What you have to do:
Please copy each line below that contains the string "position".

════════════════════

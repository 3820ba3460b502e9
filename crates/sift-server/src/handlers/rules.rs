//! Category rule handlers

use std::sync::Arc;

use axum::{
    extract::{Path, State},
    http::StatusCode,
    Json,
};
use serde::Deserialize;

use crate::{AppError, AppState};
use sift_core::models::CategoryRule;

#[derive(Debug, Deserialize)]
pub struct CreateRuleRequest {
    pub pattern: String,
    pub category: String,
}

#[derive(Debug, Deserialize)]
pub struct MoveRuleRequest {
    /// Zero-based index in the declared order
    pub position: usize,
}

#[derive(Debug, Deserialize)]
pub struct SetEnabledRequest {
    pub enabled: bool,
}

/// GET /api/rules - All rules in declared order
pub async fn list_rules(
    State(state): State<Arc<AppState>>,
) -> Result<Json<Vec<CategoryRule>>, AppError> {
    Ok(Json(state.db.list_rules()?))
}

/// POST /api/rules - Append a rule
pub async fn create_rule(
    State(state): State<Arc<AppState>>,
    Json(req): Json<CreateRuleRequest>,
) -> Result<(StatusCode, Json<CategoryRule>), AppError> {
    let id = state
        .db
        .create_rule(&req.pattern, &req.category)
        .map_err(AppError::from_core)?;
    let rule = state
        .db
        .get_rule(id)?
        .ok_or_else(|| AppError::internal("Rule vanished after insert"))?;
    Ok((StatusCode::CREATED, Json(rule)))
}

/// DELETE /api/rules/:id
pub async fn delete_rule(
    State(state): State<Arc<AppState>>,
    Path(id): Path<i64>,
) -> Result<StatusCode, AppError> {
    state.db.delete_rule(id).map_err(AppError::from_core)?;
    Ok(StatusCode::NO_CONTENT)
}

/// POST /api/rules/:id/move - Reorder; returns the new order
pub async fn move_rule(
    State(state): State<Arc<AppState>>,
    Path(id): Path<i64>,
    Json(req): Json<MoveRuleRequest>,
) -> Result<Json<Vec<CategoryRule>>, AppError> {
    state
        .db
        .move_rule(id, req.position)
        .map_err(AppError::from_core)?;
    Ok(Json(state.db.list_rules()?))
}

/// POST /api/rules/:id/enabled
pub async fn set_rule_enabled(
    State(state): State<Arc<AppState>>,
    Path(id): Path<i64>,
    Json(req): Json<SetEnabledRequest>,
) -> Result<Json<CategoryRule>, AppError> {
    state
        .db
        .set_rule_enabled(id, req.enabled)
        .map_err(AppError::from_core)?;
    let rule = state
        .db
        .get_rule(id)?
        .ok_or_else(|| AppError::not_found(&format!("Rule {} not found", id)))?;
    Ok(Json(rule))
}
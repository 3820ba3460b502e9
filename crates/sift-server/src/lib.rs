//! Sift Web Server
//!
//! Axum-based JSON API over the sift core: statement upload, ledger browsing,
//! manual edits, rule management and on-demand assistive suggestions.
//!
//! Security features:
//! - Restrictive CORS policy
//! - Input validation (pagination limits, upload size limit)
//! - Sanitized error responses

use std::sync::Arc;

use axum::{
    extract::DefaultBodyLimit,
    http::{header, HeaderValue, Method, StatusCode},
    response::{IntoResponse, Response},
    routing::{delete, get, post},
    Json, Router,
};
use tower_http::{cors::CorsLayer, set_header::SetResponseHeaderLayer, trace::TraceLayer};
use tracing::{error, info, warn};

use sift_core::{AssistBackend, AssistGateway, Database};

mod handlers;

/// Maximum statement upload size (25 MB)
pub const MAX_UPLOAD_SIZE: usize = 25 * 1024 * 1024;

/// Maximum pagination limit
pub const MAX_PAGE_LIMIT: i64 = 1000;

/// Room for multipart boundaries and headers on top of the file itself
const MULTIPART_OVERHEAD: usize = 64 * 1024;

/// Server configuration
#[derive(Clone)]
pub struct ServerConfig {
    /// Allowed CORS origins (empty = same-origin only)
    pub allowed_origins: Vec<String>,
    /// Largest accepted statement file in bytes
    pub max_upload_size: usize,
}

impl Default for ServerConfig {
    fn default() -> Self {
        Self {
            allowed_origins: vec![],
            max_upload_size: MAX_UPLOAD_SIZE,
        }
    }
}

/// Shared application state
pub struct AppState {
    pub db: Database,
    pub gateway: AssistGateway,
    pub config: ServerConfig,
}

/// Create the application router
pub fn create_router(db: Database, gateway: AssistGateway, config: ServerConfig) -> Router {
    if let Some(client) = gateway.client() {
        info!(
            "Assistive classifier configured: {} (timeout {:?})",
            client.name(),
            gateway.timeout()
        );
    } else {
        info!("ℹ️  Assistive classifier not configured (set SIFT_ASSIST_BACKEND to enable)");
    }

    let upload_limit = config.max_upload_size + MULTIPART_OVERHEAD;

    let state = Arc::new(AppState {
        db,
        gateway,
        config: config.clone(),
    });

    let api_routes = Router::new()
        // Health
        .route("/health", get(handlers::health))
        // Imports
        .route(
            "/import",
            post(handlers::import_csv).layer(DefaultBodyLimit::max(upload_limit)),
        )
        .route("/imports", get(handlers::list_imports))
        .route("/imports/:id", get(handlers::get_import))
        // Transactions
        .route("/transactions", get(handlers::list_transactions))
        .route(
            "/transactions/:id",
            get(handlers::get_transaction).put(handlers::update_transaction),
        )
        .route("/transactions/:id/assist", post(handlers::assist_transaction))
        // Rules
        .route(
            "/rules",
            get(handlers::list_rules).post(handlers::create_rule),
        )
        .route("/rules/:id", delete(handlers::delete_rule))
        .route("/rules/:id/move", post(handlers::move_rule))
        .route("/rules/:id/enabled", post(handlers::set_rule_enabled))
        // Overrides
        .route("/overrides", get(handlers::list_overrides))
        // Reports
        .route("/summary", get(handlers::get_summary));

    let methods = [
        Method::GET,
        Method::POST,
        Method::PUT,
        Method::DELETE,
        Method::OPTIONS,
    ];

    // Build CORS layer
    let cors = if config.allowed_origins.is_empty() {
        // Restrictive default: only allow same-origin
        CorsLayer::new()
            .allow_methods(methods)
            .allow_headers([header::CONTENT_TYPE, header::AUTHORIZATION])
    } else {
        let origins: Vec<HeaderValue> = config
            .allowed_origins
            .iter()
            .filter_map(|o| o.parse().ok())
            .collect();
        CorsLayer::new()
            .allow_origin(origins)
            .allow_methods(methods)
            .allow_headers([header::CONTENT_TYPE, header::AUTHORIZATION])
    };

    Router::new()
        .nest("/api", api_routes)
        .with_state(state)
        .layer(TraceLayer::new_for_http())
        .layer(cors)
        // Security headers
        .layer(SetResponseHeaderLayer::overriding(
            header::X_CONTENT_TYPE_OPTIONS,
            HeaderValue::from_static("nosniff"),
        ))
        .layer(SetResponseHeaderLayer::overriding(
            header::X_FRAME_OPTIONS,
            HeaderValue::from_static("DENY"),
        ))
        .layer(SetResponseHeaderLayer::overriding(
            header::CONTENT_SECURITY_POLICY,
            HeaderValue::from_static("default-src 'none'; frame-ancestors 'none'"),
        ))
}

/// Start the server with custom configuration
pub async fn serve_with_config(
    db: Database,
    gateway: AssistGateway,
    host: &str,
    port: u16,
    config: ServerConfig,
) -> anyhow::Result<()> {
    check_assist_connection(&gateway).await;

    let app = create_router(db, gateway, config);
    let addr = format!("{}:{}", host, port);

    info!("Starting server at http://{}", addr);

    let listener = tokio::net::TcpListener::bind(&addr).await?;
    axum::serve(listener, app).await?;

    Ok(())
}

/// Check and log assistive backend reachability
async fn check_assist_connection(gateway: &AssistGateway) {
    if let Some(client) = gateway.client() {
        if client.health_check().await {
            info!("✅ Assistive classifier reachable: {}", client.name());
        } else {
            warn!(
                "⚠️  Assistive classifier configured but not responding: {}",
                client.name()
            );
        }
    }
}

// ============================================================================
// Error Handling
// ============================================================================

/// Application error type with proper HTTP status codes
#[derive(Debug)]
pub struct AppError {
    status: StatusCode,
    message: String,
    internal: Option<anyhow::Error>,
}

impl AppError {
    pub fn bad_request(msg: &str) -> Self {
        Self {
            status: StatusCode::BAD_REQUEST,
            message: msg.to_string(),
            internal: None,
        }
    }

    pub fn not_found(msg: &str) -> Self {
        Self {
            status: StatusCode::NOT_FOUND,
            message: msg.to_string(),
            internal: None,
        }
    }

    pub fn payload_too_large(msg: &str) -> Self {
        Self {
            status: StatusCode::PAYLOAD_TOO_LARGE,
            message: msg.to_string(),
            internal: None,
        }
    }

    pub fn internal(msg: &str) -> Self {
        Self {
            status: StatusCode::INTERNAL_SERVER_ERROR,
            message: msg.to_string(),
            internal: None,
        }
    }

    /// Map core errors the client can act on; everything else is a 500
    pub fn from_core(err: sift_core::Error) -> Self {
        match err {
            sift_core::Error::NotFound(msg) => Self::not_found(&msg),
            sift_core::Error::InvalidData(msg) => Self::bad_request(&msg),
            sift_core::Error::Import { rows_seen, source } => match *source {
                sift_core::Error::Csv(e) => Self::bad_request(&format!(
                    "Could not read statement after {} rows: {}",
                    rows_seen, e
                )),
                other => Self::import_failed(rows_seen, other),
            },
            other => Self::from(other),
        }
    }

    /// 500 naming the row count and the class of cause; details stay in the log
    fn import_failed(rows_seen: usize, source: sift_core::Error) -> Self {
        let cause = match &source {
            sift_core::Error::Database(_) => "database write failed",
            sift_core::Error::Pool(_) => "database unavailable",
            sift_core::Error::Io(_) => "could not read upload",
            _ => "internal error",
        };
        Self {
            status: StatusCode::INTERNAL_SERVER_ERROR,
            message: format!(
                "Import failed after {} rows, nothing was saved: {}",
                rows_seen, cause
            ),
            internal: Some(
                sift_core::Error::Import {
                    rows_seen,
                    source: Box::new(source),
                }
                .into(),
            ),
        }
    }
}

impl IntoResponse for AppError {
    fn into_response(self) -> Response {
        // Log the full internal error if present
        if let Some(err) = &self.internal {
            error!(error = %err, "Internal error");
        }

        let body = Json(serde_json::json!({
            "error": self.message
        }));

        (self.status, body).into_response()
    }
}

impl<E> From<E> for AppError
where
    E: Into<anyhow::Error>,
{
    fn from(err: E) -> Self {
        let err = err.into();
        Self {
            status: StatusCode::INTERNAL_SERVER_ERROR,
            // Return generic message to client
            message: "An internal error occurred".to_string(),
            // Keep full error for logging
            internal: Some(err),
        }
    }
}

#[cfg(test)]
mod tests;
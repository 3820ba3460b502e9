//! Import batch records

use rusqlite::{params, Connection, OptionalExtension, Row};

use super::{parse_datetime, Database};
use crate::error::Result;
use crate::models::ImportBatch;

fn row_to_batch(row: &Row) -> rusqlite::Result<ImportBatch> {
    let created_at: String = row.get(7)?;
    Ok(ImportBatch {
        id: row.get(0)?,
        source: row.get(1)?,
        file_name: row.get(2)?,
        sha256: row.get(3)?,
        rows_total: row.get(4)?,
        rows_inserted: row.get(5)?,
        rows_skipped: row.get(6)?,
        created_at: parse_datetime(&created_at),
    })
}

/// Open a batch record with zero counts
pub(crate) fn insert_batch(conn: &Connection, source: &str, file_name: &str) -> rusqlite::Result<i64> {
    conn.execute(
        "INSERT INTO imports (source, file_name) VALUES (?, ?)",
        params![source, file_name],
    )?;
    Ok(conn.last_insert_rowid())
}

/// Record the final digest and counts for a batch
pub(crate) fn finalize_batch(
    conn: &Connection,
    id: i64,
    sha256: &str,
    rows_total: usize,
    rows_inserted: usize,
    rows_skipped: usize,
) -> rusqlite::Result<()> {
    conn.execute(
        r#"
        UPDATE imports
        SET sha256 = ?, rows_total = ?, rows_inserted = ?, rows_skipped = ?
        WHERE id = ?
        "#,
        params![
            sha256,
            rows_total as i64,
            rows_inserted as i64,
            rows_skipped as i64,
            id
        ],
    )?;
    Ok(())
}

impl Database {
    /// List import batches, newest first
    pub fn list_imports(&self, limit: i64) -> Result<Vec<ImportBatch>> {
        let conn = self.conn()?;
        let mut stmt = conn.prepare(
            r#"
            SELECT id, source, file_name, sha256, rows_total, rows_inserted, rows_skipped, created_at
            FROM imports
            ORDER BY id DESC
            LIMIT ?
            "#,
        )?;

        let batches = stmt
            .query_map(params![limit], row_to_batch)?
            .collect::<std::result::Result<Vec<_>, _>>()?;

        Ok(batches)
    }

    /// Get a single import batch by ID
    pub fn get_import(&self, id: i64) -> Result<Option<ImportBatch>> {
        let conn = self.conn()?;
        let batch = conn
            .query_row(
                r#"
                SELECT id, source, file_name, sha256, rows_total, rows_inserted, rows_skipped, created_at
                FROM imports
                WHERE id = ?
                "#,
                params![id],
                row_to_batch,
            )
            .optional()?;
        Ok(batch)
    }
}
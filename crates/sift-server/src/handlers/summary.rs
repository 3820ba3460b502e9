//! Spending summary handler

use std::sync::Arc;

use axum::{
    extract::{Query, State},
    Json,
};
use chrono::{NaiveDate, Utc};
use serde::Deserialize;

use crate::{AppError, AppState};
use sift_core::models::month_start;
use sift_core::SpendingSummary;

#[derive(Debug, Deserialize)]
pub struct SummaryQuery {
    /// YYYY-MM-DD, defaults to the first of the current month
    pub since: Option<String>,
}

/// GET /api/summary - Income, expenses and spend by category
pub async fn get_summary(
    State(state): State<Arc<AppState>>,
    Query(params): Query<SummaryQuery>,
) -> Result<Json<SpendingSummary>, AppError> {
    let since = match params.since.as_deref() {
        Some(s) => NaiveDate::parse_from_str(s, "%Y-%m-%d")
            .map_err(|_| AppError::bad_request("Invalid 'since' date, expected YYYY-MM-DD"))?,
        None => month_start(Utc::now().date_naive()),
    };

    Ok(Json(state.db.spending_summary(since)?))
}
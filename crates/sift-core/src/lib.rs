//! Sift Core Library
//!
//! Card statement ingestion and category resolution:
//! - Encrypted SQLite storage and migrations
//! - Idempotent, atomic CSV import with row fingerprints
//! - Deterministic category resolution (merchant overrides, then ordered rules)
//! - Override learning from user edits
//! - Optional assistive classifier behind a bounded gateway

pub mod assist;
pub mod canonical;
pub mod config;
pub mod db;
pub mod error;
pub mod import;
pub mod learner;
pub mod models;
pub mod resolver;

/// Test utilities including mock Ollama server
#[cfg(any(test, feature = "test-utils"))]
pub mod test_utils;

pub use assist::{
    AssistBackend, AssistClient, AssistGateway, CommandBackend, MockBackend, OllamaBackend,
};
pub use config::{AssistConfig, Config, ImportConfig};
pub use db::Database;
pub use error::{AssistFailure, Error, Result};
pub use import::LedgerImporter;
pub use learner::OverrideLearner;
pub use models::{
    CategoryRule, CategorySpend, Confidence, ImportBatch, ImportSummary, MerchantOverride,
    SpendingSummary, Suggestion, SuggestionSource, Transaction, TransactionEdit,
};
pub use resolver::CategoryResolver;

════════════════════

Task answer:
    pub position: usize,
        .move_rule(id, req.position)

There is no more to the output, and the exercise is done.